==== DATA TO USE ====

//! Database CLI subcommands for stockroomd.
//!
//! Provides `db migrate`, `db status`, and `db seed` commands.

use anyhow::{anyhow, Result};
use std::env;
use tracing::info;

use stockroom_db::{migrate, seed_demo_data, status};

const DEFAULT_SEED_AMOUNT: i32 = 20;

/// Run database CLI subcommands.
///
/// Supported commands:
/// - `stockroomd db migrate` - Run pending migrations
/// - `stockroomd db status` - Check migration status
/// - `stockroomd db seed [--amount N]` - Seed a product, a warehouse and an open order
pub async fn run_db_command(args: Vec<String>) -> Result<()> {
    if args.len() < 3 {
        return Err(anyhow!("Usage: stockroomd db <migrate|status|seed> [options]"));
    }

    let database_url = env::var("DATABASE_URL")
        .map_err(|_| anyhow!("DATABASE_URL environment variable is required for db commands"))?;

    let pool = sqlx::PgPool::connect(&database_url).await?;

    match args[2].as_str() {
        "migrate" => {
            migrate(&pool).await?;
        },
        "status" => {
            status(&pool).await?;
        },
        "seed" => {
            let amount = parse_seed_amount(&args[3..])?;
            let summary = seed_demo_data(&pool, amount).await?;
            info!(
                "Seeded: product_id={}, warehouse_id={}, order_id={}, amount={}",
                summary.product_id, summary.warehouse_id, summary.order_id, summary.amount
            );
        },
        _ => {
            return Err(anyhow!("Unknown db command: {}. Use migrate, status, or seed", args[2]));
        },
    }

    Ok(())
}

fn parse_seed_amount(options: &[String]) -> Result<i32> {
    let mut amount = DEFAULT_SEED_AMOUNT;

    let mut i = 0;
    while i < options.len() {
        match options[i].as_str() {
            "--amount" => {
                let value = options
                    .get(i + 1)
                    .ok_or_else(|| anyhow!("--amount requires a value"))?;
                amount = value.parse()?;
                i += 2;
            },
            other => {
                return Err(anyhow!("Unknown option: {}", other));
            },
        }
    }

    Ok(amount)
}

====
==== DATA TO USE ====

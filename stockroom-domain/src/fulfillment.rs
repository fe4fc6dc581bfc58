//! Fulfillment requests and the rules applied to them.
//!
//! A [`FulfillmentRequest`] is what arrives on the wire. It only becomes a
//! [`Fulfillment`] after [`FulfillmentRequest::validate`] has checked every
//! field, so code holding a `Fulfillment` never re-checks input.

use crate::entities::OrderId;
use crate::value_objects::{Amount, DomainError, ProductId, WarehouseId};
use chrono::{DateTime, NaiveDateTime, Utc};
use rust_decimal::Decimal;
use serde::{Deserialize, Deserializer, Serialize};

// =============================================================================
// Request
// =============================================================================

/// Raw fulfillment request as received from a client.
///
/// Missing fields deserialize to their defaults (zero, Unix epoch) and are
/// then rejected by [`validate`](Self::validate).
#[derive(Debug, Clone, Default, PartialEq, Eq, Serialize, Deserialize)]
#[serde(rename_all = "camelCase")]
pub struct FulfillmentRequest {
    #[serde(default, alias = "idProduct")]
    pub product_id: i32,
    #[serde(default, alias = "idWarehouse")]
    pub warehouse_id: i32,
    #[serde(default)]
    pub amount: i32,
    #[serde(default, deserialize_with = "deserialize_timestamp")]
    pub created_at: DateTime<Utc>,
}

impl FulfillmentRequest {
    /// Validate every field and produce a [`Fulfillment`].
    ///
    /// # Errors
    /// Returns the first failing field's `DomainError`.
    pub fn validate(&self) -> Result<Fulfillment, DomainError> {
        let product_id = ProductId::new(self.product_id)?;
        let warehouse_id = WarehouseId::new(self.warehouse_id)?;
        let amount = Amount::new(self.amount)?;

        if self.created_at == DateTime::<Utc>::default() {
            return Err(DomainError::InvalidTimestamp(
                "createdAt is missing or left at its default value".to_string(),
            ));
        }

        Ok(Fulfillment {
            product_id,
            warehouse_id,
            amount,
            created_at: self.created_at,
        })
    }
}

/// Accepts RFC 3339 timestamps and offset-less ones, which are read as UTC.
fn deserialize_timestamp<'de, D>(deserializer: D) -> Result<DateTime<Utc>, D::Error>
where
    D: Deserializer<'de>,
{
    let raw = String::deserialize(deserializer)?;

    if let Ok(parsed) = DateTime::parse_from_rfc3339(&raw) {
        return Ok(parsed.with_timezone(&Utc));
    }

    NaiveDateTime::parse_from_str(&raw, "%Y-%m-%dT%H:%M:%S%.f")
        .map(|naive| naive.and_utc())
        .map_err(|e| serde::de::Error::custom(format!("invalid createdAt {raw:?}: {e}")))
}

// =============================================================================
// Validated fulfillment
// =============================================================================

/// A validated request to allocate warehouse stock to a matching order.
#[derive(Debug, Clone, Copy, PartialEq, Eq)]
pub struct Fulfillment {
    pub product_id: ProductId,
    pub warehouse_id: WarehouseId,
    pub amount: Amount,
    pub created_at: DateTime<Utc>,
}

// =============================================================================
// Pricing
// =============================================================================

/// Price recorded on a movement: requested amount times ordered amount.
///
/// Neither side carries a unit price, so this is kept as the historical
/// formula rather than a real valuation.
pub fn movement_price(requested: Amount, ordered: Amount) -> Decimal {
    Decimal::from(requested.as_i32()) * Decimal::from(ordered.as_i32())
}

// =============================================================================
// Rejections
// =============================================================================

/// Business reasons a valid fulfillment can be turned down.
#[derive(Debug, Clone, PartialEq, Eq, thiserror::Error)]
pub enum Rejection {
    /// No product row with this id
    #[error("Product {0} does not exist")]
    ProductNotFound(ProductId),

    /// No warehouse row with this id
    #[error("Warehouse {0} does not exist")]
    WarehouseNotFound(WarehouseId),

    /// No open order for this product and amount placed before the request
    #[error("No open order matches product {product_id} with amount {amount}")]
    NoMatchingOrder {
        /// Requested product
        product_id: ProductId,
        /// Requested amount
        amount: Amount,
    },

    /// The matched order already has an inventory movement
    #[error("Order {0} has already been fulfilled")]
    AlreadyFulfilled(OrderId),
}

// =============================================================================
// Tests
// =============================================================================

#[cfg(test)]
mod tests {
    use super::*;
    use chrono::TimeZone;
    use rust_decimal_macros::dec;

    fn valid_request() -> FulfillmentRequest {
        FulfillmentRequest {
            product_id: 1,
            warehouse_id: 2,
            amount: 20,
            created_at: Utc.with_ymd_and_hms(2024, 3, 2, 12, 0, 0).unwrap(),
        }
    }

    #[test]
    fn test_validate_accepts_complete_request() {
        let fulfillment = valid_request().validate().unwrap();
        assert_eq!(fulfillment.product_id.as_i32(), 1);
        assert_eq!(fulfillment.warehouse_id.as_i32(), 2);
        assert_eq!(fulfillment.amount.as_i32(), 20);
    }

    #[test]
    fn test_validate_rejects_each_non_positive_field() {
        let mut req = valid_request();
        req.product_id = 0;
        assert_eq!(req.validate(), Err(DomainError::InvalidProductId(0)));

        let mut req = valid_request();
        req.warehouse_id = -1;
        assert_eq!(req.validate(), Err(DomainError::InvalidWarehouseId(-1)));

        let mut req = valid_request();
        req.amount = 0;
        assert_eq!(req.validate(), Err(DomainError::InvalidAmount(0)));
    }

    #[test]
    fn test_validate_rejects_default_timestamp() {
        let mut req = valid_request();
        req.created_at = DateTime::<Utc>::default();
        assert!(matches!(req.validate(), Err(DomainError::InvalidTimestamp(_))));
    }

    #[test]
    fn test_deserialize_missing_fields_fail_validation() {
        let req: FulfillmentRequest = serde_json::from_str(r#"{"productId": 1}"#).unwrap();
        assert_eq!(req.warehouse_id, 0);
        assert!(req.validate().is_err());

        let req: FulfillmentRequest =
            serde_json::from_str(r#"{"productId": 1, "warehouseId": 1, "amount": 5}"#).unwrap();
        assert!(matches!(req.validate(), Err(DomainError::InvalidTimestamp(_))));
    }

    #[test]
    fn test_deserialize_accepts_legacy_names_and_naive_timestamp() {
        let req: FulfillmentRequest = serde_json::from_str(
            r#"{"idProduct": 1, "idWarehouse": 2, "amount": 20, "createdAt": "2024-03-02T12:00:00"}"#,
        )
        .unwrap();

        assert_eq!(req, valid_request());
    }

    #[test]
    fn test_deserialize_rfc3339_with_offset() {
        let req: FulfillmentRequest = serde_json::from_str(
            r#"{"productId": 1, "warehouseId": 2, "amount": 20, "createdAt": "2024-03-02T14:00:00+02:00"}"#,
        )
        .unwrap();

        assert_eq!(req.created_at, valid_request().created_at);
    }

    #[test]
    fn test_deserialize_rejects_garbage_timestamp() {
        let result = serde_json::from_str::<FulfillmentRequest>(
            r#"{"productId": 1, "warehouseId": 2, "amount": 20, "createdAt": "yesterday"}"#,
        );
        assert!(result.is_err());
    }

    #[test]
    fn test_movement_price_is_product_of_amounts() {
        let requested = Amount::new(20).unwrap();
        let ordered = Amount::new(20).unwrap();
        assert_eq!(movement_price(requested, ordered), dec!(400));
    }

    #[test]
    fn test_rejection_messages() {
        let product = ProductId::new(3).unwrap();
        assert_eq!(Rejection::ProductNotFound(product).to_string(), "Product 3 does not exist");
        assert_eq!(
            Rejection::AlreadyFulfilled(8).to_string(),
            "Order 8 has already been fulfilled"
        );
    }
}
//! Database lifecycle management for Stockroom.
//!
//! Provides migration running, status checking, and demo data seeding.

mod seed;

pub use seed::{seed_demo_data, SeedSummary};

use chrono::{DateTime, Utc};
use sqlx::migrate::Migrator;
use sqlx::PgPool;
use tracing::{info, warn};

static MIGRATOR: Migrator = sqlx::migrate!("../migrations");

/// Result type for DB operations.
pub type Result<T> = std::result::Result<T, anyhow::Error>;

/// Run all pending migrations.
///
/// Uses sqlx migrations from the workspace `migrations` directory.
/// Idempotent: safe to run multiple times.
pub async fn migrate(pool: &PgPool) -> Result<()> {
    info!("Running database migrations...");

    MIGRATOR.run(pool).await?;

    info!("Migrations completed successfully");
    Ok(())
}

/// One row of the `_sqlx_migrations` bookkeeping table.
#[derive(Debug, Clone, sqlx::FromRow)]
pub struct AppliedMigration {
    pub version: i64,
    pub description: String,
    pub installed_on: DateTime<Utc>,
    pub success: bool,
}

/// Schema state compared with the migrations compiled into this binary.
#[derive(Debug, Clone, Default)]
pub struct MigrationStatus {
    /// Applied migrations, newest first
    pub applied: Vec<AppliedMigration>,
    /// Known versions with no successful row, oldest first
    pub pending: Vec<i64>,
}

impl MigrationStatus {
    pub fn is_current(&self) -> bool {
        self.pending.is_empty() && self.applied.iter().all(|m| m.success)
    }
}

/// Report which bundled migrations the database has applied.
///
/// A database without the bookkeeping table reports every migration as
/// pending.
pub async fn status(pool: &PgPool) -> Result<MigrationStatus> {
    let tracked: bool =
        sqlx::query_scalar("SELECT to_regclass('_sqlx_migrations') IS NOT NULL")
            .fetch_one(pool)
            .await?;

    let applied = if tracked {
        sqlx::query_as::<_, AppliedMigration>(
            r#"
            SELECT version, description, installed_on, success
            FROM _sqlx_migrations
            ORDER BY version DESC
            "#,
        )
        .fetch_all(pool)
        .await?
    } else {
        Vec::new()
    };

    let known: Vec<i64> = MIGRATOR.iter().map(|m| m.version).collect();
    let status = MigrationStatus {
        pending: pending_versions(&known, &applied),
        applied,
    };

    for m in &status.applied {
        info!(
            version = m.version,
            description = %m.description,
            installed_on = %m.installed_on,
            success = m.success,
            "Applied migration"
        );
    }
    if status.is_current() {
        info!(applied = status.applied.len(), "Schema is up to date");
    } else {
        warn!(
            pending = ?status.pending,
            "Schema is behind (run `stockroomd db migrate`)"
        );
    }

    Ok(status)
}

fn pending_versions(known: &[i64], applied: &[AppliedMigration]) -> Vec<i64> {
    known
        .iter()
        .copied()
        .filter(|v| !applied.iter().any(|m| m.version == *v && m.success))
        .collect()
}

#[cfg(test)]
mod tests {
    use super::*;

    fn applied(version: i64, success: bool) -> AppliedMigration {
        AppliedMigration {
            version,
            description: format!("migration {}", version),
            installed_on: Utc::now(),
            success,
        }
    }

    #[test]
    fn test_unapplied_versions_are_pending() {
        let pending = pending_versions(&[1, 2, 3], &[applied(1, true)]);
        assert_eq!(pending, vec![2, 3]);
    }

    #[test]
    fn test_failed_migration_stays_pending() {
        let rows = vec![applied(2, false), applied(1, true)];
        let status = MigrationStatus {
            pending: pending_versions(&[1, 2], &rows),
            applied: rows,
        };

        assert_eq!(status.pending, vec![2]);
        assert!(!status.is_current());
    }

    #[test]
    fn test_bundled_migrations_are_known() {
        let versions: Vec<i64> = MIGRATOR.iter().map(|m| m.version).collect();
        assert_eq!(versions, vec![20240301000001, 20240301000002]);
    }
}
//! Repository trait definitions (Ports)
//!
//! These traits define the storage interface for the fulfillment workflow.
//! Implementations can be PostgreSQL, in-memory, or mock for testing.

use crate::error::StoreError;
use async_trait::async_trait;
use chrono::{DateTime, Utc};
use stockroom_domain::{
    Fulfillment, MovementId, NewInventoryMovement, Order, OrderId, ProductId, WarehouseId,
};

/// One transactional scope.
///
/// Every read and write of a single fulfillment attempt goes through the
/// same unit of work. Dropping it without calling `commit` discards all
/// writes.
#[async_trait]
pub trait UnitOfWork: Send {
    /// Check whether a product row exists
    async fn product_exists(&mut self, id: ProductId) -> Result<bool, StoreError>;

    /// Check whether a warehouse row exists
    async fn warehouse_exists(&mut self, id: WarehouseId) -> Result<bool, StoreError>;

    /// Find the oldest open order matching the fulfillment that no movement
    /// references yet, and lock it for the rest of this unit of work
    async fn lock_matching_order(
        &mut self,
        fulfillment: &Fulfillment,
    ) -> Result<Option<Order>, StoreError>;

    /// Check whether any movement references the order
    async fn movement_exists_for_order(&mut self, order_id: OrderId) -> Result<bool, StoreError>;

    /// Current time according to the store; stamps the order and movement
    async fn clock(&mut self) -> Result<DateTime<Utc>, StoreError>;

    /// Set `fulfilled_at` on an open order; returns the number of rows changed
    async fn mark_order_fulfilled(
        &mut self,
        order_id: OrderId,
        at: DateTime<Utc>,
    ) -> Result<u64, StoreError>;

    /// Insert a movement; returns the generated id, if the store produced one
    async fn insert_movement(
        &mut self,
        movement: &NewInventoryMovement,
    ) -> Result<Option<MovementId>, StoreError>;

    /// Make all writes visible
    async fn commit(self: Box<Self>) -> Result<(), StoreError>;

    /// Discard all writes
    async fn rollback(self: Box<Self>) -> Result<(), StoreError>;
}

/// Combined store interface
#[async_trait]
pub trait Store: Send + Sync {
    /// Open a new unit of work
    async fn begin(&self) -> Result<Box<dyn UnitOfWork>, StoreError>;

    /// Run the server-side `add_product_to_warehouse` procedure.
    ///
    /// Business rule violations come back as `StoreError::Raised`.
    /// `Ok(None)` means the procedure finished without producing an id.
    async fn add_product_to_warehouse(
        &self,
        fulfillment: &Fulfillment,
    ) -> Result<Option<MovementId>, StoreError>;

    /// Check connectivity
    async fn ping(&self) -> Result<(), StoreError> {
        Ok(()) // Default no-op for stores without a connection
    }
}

====

- [WHAT TO WORK ON] Extract exactly and only the lines above from the line containing "fn applied(version: i64, success: bool)" through the line containing "use async_trait::async_trait;", both end lines included.

- [TASK OUTPUT]
    fn applied(version: i64, success: bool) -> AppliedMigration {
        AppliedMigration {
            version,
            description: format!("migration {}", version),
            installed_on: Utc::now(),
            success,
        }
    }

    #[test]
    fn test_unapplied_versions_are_pending() {
        let pending = pending_versions(&[1, 2, 3], &[applied(1, true)]);
        assert_eq!(pending, vec![2, 3]);
    }

    #[test]
    fn test_failed_migration_stays_pending() {
        let rows = vec![applied(2, false), applied(1, true)];
        let status = MigrationStatus {
            pending: pending_versions(&[1, 2], &rows),
            applied: rows,
        };

        assert_eq!(status.pending, vec![2]);
        assert!(!status.is_current());
    }

    #[test]
    fn test_bundled_migrations_are_known() {
        let versions: Vec<i64> = MIGRATOR.iter().map(|m| m.version).collect();
        assert_eq!(versions, vec![20240301000001, 20240301000002]);
    }
}
//! Repository trait definitions (Ports)
//!
//! These traits define the storage interface for the fulfillment workflow.
//! Implementations can be PostgreSQL, in-memory, or mock for testing.

use crate::error::StoreError;
use async_trait::async_trait;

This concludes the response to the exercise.